Acidity helps the coffee shine through milk based drinks like cappuccinos and make for vibrant and bright coffees.

 For acidity to taste good in your cup, it needs to be really well balanced with some sweetness and also some bitterness. Try not to confuse the presence of well-balanced acidity for unwanted sourness. If your coffee tastes extremely sour it means that the coffee is under extracted.

Something to also keep in mind is that acidity is more prominent in lighter roasts compared to darker roast.


Bitterness is normally associated with coffee so it’s easier to explain the good side of bitter notes in your coffee compared to explaining much needed acidity.
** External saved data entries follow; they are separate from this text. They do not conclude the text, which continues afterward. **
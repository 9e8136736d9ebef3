//! Stone-groups: orthogonal group detection for Go-like boards.
//!
//! The heart of the crate is [`groups::find_orthogonal_groups`], which
//! partitions a rectangular grid into maximal orthogonally connected regions
//! of equal, non-empty value. Capture, liberty thresholds and scoring are
//! left to the caller.
//!
//! ## Modules
//!
//! - [`constants`] - Board size defaults and neighbor offsets
//! - [`grid`] - Grid snapshots, shape checks and the text grid format
//! - [`groups`] - Group detection
//! - [`board`] - Stone placement with alternating colors
//! - [`session`] - Text command loop around a board
//!
//! ## Example
//!
//! ```
//! use stone_groups::board::{Board, Color};
//!
//! let mut board = Board::new(9);
//! board.place_stone(2, 2).unwrap(); // Black
//! board.place_stone(6, 6).unwrap(); // White
//! board.place_stone(3, 2).unwrap(); // Black
//!
//! let groups = board.groups();
//! assert_eq!(groups.len(), 2);
//! assert_eq!(*groups[0].value(), Color::Black);
//! assert_eq!(groups[0].len(), 2);
//! ```

pub mod board;
pub mod constants;
pub mod grid;
pub mod groups;
pub mod session;
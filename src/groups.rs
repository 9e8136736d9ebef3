//! Orthogonal group detection.
//!
//! A group is a maximal set of non-empty cells holding the same value and
//! connected through up/down/left/right steps. Capture, liberty thresholds
//! and scoring are built on top of this by the caller; nothing here knows
//! about Go rules.
//!
//! ## Example
//!
//! ```
//! use stone_groups::groups::find_orthogonal_groups;
//!
//! let grid = vec![
//!     vec![Some(1), Some(1)],
//!     vec![None, Some(2)],
//! ];
//! let groups = find_orthogonal_groups(&grid).unwrap();
//! assert_eq!(groups.len(), 2);
//! assert_eq!(groups[0].stones(), &[(0, 0), (0, 1)]);
//! assert_eq!(groups[1].stones(), &[(1, 1)]);
//! ```

use std::collections::VecDeque;

pub use crate::grid::{Point, ShapeError};
use crate::grid::{check_rectangular, neighbors};

/// A maximal orthogonally connected set of equal stones.
#[derive(Debug, Clone, PartialEq, Eq)]
pub struct Group<T> {
    value: T,
    /// Sorted ascending (row-major)
    stones: Vec<Point>,
}

impl<T> Group<T> {
    /// The value shared by every stone in the group.
    pub fn value(&self) -> &T {
        &self.value
    }

    /// Member coordinates in row-major order.
    pub fn stones(&self) -> &[Point] {
        &self.stones
    }

    pub fn len(&self) -> usize {
        self.stones.len()
    }

    /// Always false for groups returned by [`find_orthogonal_groups`].
    pub fn is_empty(&self) -> bool {
        self.stones.is_empty()
    }

    /// The first stone reached by the row-major scan.
    pub fn anchor(&self) -> Point {
        self.stones[0]
    }

    pub fn contains(&self, point: Point) -> bool {
        self.stones.binary_search(&point).is_ok()
    }

    /// Empty cells orthogonally adjacent to the group, sorted and without
    /// duplicates.
    ///
    /// `grid` should be the snapshot the group was computed from; stones
    /// outside it contribute nothing. A ragged grid fails with [`ShapeError`].
    pub fn liberties<U>(&self, grid: &[Vec<Option<U>>]) -> Result<Vec<Point>, ShapeError> {
        let (rows, cols) = check_rectangular(grid)?;
        let mut libs: Vec<Point> = self
            .stones
            .iter()
            .flat_map(|&pt| neighbors(pt, rows, cols))
            .filter(|&(r, c)| grid[r][c].is_none())
            .collect();
        libs.sort_unstable();
        libs.dedup();
        Ok(libs)
    }
}

/// Partition a grid into its orthogonally connected groups.
///
/// Groups come out in the order their anchor is met by a row-major scan;
/// stones inside a group are sorted. Empty cells belong to no group. A grid
/// with no rows, or with empty rows, yields no groups.
///
/// The grid is checked up front: a row whose length differs from the first
/// row's fails with [`ShapeError`] before any cell is examined.
///
/// Runs in O(rows × cols) time and space. The visited scratch is local to
/// the call, so independent snapshots may be grouped concurrently.
pub fn find_orthogonal_groups<T>(grid: &[Vec<Option<T>>]) -> Result<Vec<Group<T>>, ShapeError>
where
    T: Eq + Clone,
{
    let (rows, cols) = check_rectangular(grid)?;
    let mut visited = vec![false; rows * cols];
    let mut queue = VecDeque::new();
    let mut groups = Vec::new();

    for row in 0..rows {
        for col in 0..cols {
            let idx = row * cols + col;
            if visited[idx] {
                continue;
            }
            visited[idx] = true;
            let Some(value) = &grid[row][col] else {
                continue;
            };

            let mut stones = Vec::new();
            queue.push_back((row, col));
            while let Some(pt) = queue.pop_front() {
                stones.push(pt);
                for (nr, nc) in neighbors(pt, rows, cols) {
                    let ni = nr * cols + nc;
                    if !visited[ni] && grid[nr][nc].as_ref() == Some(value) {
                        // Mark on discovery so nothing is queued twice
                        visited[ni] = true;
                        queue.push_back((nr, nc));
                    }
                }
            }
            stones.sort_unstable();
            groups.push(Group {
                value: value.clone(),
                stones,
            });
        }
    }

    Ok(groups)
}

/// The group containing `point`, or `None` for an empty or off-grid point.
pub fn group_at<T>(grid: &[Vec<Option<T>>], point: Point) -> Result<Option<Group<T>>, ShapeError>
where
    T: Eq + Clone,
{
    let groups = find_orthogonal_groups(grid)?;
    Ok(groups.into_iter().find(|g| g.contains(point)))
}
You will probably immediately pick up if something is wrong in your cup if it tastes way too bitter, almost like burnt rubber.
This simply means that your coffee is over extracted. Think about the flavor of REALLY dark chocolate or burnt onions.

The coffee brewing or extraction process will start by developing acidic and sour notes, progress towards bitter notes and then the bitter notes become overwhelming and unpleasant burnt rubber.
Finding the sweet spot between the peak of the acidity and the peak of the bitterness is key to a balanced and tasty coffee.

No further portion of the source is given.